[Extracted records]
· · · ·
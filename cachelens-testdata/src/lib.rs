// Cachelens Testdata - Synthetic cache metric streams
// Copyright (c) 2025 David Martin Venti
//
// Dual-licensed under AGPL-3.0 and Commercial License.
// See LICENSE file for details.

//! # Cachelens Testdata
//!
//! Deterministic metric streams for the three cache configurations a result
//! store usually holds, and a writer that lays them out on disk.
//!
//! ## Quick Start
//!
//! ```rust,no_run
//! use cachelens_testdata::{generate_lines, GeneratorConfig, ScenarioProfile, StoreBuilder};
//!
//! let config = GeneratorConfig::new().with_seed(42);
//! let lines = generate_lines(&ScenarioProfile::ttl_invalidate(), &config).unwrap();
//!
//! let store = StoreBuilder::new("/tmp/eds-results");
//! store.write_scenario("20250114_093000", "C", &lines).unwrap();
//! ```
//!
//! ## Presets
//!
//! - [`ScenarioProfile::no_cache`] (A): every lookup misses, slow reads
//! - [`ScenarioProfile::ttl_only`] (B): high hit rate, noticeable stale reads
//! - [`ScenarioProfile::ttl_invalidate`] (C): high hit rate, near-zero stale reads

pub mod generator;
pub mod profile;
pub mod store;

use thiserror::Error;

// Re-exports for convenience
pub use generator::{generate_lines, to_jsonl, GeneratorConfig, MetricLine};
pub use profile::{DelayProfile, ScenarioProfile};
pub use store::StoreBuilder;

/// Testdata error types.
#[derive(Debug, Error)]
pub enum TestdataError {
    #[error("IO error: {0}")]
    Io(#[from] std::io::Error),

    #[error("JSON error: {0}")]
    Json(#[from] serde_json::Error),

    #[error("Invalid profile: {0}")]
    InvalidProfile(String),
}

/// Result alias for this crate.
pub type Result<T> = std::result::Result<T, TestdataError>;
· · · ·
> Work instruction: Count the lines in the records above that contain "StoreBuilder". Reply with the number only.

> Answer to the exercise: 3